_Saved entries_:
-- Opening Marker --
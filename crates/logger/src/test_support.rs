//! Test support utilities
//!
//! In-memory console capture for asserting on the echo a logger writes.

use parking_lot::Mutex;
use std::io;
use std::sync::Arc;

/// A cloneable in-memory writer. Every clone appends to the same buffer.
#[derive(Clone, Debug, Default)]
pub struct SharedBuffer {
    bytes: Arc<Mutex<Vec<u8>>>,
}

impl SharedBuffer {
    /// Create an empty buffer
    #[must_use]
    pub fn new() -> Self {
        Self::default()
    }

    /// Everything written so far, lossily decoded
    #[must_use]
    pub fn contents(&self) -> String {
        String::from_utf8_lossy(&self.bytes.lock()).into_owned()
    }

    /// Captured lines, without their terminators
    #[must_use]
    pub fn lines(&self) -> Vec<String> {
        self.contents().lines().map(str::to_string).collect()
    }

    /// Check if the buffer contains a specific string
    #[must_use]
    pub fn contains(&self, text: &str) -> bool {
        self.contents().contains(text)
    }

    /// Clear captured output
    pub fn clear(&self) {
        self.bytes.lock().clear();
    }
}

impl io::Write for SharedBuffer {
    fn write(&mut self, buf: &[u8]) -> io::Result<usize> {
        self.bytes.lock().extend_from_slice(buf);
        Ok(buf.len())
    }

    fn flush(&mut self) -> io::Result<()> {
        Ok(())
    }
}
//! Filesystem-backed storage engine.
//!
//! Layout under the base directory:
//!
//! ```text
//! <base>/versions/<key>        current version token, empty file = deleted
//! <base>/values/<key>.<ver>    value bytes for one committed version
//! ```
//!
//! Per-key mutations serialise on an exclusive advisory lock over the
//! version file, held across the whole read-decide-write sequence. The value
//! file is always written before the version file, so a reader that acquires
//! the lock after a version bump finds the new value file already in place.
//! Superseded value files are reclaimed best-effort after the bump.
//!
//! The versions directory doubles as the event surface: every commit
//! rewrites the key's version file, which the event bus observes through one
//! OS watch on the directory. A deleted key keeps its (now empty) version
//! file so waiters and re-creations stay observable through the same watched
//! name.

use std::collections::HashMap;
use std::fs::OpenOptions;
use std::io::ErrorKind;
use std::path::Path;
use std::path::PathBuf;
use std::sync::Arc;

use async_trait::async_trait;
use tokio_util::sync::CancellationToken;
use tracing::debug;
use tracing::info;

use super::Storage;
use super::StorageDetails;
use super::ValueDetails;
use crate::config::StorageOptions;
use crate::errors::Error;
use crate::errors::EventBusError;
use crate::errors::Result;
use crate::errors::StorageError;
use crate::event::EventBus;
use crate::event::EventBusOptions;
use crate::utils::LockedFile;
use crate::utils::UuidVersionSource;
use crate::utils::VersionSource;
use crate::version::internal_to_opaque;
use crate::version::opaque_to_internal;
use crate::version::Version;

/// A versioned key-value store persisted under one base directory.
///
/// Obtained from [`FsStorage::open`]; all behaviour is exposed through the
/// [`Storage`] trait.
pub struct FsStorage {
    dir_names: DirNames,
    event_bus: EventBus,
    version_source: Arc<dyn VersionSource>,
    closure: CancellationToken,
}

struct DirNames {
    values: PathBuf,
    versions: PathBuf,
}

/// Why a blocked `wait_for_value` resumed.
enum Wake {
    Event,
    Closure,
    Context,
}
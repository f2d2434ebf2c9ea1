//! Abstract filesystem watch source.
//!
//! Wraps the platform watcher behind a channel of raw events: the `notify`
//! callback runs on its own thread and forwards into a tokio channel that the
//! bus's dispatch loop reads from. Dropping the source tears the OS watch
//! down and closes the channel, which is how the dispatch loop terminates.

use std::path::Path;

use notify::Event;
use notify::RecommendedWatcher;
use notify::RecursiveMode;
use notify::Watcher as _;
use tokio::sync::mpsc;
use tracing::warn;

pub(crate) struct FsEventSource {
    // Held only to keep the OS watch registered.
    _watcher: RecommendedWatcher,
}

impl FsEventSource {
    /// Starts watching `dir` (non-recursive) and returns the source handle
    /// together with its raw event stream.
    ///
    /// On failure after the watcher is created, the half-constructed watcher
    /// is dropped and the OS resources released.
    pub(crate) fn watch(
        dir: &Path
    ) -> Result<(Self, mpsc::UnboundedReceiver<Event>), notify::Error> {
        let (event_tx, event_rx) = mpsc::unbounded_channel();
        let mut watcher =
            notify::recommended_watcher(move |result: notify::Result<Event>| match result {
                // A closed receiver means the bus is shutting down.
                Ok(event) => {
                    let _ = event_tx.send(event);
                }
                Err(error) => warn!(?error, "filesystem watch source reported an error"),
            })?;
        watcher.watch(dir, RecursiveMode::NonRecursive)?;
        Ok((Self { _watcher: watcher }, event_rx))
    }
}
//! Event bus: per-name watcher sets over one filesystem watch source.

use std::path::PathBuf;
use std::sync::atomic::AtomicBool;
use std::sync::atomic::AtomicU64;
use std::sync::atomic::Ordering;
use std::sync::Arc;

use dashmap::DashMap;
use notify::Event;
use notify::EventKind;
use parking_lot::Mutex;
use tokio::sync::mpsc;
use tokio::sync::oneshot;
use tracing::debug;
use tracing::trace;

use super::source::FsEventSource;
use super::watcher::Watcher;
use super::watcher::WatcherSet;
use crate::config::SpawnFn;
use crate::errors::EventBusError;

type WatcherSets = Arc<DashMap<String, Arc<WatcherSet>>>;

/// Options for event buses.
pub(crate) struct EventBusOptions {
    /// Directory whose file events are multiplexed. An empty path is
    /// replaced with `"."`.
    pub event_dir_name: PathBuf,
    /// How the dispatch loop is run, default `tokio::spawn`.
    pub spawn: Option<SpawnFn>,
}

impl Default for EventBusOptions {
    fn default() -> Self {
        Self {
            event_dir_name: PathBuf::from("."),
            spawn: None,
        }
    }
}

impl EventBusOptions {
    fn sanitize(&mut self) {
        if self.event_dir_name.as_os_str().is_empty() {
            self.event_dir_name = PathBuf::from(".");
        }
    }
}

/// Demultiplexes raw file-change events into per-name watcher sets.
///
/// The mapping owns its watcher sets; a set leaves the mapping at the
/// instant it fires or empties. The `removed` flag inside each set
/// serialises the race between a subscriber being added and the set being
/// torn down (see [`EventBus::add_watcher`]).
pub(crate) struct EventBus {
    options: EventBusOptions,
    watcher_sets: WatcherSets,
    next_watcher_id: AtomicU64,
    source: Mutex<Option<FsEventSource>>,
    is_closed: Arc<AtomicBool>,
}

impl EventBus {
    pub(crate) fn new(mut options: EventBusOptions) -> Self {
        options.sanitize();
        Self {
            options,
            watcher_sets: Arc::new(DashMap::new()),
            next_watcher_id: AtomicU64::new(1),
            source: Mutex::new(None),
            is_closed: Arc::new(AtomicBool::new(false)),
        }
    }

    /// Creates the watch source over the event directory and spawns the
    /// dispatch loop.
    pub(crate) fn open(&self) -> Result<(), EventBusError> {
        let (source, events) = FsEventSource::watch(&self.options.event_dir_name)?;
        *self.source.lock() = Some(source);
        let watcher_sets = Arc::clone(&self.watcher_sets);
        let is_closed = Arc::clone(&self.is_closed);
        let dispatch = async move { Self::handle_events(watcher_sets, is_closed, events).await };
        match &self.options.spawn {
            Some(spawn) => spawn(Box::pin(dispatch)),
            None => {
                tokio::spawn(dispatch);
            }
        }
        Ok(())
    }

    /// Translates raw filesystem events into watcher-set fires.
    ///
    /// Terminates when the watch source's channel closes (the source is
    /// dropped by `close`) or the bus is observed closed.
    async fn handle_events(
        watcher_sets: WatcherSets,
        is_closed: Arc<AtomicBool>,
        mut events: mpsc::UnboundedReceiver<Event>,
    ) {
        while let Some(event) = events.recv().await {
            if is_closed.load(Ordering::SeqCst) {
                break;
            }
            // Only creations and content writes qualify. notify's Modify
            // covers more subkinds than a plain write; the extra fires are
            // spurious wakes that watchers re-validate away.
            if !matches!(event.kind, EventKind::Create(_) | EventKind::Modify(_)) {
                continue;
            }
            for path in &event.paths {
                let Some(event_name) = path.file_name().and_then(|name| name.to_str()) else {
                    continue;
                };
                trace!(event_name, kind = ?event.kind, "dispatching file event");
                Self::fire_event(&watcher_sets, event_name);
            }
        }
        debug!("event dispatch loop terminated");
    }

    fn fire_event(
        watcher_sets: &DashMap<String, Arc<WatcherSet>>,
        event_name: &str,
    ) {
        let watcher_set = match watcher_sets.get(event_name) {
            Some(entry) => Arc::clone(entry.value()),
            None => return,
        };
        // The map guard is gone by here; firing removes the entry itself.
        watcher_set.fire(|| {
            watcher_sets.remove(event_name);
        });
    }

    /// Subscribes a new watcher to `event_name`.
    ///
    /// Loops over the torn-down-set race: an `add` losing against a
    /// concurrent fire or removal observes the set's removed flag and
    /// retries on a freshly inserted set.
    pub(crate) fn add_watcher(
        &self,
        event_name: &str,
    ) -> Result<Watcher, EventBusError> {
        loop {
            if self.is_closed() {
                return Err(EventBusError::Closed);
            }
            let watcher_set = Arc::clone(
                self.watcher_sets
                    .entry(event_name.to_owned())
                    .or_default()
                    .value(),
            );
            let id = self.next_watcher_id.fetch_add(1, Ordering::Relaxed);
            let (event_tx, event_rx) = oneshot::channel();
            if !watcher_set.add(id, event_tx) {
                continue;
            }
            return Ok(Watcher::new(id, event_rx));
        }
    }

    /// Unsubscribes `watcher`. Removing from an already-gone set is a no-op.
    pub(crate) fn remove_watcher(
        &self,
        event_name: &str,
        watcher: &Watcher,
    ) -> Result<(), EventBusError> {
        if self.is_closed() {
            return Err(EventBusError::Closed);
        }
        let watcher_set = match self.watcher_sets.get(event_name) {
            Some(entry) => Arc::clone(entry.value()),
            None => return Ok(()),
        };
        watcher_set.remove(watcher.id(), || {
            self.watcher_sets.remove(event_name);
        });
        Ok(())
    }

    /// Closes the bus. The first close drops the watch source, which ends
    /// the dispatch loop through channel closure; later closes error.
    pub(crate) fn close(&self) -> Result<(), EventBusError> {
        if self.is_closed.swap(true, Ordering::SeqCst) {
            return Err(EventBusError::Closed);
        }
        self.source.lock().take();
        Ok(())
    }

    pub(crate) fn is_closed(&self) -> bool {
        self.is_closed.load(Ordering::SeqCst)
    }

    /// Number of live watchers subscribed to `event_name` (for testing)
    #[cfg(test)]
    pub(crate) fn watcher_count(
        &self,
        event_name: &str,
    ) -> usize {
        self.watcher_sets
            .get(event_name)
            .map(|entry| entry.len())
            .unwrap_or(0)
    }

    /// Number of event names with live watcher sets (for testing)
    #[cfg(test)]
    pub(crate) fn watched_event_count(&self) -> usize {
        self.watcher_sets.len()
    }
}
-- Closing Marker --
_Problem details_:
With the first line of the records as the start and the line holding "pub struct SharedBuffer" as the end, please copy exactly those lines and no others.

_Task result_:
filename crates/logger/src/test_support.rs
//! Test support utilities
//!
//! In-memory console capture for asserting on the echo a logger writes.

use parking_lot::Mutex;
use std::io;
use std::sync::Arc;

/// A cloneable in-memory writer. Every clone appends to the same buffer.
#[derive(Clone, Debug, Default)]
pub struct SharedBuffer {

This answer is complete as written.